Los sindicatos convocantes, UGT y CC.OO., se juegan mucho ese día. Con una imagen y una credibilidad muy deteriorada ante la opinión pública, es de suponer que echarán el resto para que la huelga sea, según sus parámetros, un éxito. Porque de no serlo, al día siguiente, algunos van a tener que echar la persiana. Y ahí es donde radica el  gran riesgo del día 29: en el nivel de violencia que estén dispuestos a emplear los mal llamados "piquetes informativos" para parar el país desde primeras horas de la mañana. Y en ese escenario es donde entra en juego el segundo actor principal de ese día de huelga, que no es otro que el Gobierno y más concretamente el ministro del Interior, ya que a él corresponde, a través de los Cuerpos y Fuerzas de Seguridad del Estado, garantizar el derecho constitucional de los ciudadanos a ir a trabajar si así lo desean. Por lo tanto, será Rubalcaba el que tenga en su mano el mando regulador del éxito o fracaso de la huelga.

   Porque un éxito rotundo de la misma tampoco le vendría bien a Zapatero, cuando se encuentra en sus horas mas bajas, aunque acaba de demostrar que nadie debe de darle por muerto antes de tiempo, al conseguir pactar los Presupuestos Generales del Estado para el año que viene con el PNV. Pero tampoco el Gobierno desea un fracaso rotundo de la huelga. Le conviene que la cosa quede en un terreno intermedio. Le viene bien unos sindicatos tocados, pero no hundidos del todo. Y prueba de ello, es que desde el Ejecutivo ya se ha dicho por activa y por pasiva en los últimos días, que tras el 29, se volverán a sentar con los sindicatos.
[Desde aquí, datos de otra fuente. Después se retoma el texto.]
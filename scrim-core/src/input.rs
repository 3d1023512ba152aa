use serde::{Deserialize, Serialize};

use crate::geometry::Point;

/// A single decoded input message, delivered once per frame to the menu tree.
#[derive(Debug, Clone, Copy, PartialEq, Eq)]
pub struct InputMessage {
    pub kind: MessageKind,
    pub cursor: Point,
    pub key: Option<Key>,
}

impl InputMessage {
    pub const fn pointer(kind: MessageKind, cursor: Point) -> Self {
        Self {
            kind,
            cursor,
            key: None,
        }
    }

    pub const fn key(kind: MessageKind, cursor: Point, key: Key) -> Self {
        Self {
            kind,
            cursor,
            key: Some(key),
        }
    }

    /// Decode a crossterm event into a message.
    ///
    /// Key events carry no cursor of their own, so the host supplies the last
    /// known pointer position. Returns None for events the menu tree does not
    /// consume (resize, focus, paste, scroll).
    pub fn from_event(event: &crossterm::event::Event, last_cursor: Point) -> Option<Self> {
        use crossterm::event::{Event, KeyEventKind, MouseEventKind};

        match event {
            Event::Mouse(mouse) => {
                let cursor = Point::new(i32::from(mouse.column), i32::from(mouse.row));
                let kind = match mouse.kind {
                    MouseEventKind::Down(_) => MessageKind::PointerDown,
                    MouseEventKind::Up(_) => MessageKind::PointerUp,
                    MouseEventKind::Moved | MouseEventKind::Drag(_) => MessageKind::PointerMove,
                    _ => return None,
                };
                Some(Self::pointer(kind, cursor))
            }
            Event::Key(key) => {
                let kind = match key.kind {
                    KeyEventKind::Press | KeyEventKind::Repeat => MessageKind::KeyDown,
                    KeyEventKind::Release => MessageKind::KeyUp,
                };
                Some(Self::key(kind, last_cursor, Key::from(key.code)))
            }
            _ => None,
        }
    }
}

/// Input message kinds routed through the tree.
#[derive(Debug, Clone, Copy, PartialEq, Eq)]
pub enum MessageKind {
    PointerDown,
    PointerUp,
    PointerMove,
    KeyDown,
    KeyUp,
}

/// Key code carried by keyboard messages. Serializable so keybinds can
/// round-trip through the settings store.
#[derive(Debug, Clone, Copy, PartialEq, Eq, Hash, Serialize, Deserialize)]
pub enum Key {
    Char(char),
    Enter,
    Backspace,
    Delete,
    Tab,
    BackTab,
    Escape,
    Up,
    Down,
    Left,
    Right,
    Home,
    End,
    PageUp,
    PageDown,
    Insert,
    F(u8),
}

// Conversion from crossterm types
impl From<crossterm::event::KeyCode> for Key {
    fn from(code: crossterm::event::KeyCode) -> Self {
        use crossterm::event::KeyCode;
        match code {
            KeyCode::Char(c) => Key::Char(c),
            KeyCode::Enter => Key::Enter,
            KeyCode::Backspace => Key::Backspace,
            KeyCode::Delete => Key::Delete,
            KeyCode::Tab => Key::Tab,
            KeyCode::BackTab => Key::BackTab,
            KeyCode::Esc => Key::Escape,
            KeyCode::Up => Key::Up,
            KeyCode::Down => Key::Down,
            KeyCode::Left => Key::Left,
            KeyCode::Right => Key::Right,
            KeyCode::Home => Key::Home,
            KeyCode::End => Key::End,
            KeyCode::PageUp => Key::PageUp,
            KeyCode::PageDown => Key::PageDown,
            KeyCode::Insert => Key::Insert,
            KeyCode::F(n) => Key::F(n),
            // Keys the menu tree has no use for collapse to a null char
            _ => Key::Char('\0'),
        }
    }
}
use std::cell::RefCell;
use std::rc::Rc;

use scrim_menu::prelude::*;

fn context() -> MenuContext {
    let mut ctx = MenuContext::new("test", BasicTheme::new(), MemoryStore::new());
    ctx.set_anchor(Point::ZERO);
    ctx
}

fn down(x: i32, y: i32) -> InputMessage {
    InputMessage::pointer(MessageKind::PointerDown, Point::new(x, y))
}

fn up(x: i32, y: i32) -> InputMessage {
    InputMessage::pointer(MessageKind::PointerUp, Point::new(x, y))
}

fn pointer_move(x: i32, y: i32) -> InputMessage {
    InputMessage::pointer(MessageKind::PointerMove, Point::new(x, y))
}

fn key_down(key: Key) -> InputMessage {
    InputMessage::key(MessageKind::KeyDown, Point::ZERO, key)
}

fn key_up(key: Key) -> InputMessage {
    InputMessage::key(MessageKind::KeyUp, Point::ZERO, key)
}

fn header_center(ctx: &MenuContext, root: &str) -> Point {
    ctx.theme().menu_bounds(ctx.root(root).unwrap()).center()
}

fn control_bounds(ctx: &MenuContext, root: &str, path: &[&str], name: &str) -> Rect {
    let mut menu = ctx.root(root).unwrap();
    for segment in path {
        menu = menu.submenu(segment).unwrap();
    }
    ctx.theme().control_bounds(menu.control(name).unwrap())
}

/// Click (press + release) at a point and return the press events.
fn click(ctx: &mut MenuContext, at: Point) -> Vec<ChangeEvent> {
    let events = ctx.dispatch(&down(at.x, at.y));
    ctx.dispatch(&up(at.x, at.y));
    events
}

// ============================================================================
// Toggle and sibling exclusivity
// ============================================================================

#[test]
fn test_click_toggles_root() {
    let mut ctx = context();
    let mut root = Menu::root("root", "Root");
    root.add(Control::checkbox("c", "C", false)).unwrap();
    ctx.attach(root).unwrap();
    ctx.draw();

    let header = header_center(&ctx, "root");
    click(&mut ctx, header);
    assert!(ctx.root("root").unwrap().toggled());

    click(&mut ctx, header);
    assert!(!ctx.root("root").unwrap().toggled());
}

#[test]
fn test_empty_menu_does_not_toggle() {
    let mut ctx = context();
    ctx.attach(Menu::root("root", "Root")).unwrap();
    ctx.draw();

    let root_header = header_center(&ctx, "root");
    click(&mut ctx, root_header);
    assert!(!ctx.root("root").unwrap().toggled());
}

#[test]
fn test_opening_one_root_closes_all_others() {
    let mut ctx = context();
    for (name, display) in [("alpha", "Alpha"), ("beta", "Beta")] {
        let mut root = Menu::root(name, display);
        root.add(Control::checkbox("c", "C", false)).unwrap();
        ctx.attach(root).unwrap();
    }
    ctx.draw();

    let alpha_header = header_center(&ctx, "alpha");
    click(&mut ctx, alpha_header);
    assert!(ctx.root("alpha").unwrap().toggled());

    let beta_header = header_center(&ctx, "beta");
    click(&mut ctx, beta_header);
    assert!(ctx.root("beta").unwrap().toggled());
    assert!(!ctx.root("alpha").unwrap().toggled());
}

#[test]
fn test_nested_toggle_closes_direct_siblings_only() {
    let mut ctx = context();
    let mut root = Menu::root("root", "Root");

    let mut a = Menu::new("a", "A");
    let mut inner = Menu::new("inner", "Inner");
    inner.add(Control::checkbox("deep", "Deep", false)).unwrap();
    a.add(inner).unwrap();
    let mut b = Menu::new("b", "B");
    b.add(Control::checkbox("c", "C", false)).unwrap();
    root.add(a).unwrap();
    root.add(b).unwrap();
    ctx.attach(root).unwrap();
    ctx.draw();

    // Open the root, then open "a"
    let root_header = header_center(&ctx, "root");
    click(&mut ctx, root_header);
    ctx.draw();
    let a_header = ctx
        .theme()
        .menu_bounds(ctx.root("root").unwrap().submenu("a").unwrap())
        .center();
    click(&mut ctx, a_header);
    assert!(ctx.root("root").unwrap().submenu("a").unwrap().toggled());

    // Opening "b" forces "a" closed
    let b_header = ctx
        .theme()
        .menu_bounds(ctx.root("root").unwrap().submenu("b").unwrap())
        .center();
    click(&mut ctx, b_header);
    let root = ctx.root("root").unwrap();
    assert!(root.submenu("b").unwrap().toggled());
    assert!(!root.submenu("a").unwrap().toggled());
    // The root itself stays open: exclusivity is per level
    assert!(root.toggled());
}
   Lo importante es que el miércoles se garantice tanto el derecho constitucional a la huelga, como el también constitucional derecho al trabajo. Los precedentes -el más cercano, la huelga salvaje del metro en Madrid- no son precisamente alentadores para aquellos ciudadanos que decidan ir a su puesto de trabajo. Y eso sí, prepárense para la aburrida y absurda guerra de cifras con las que nos bombardearán unos y otros.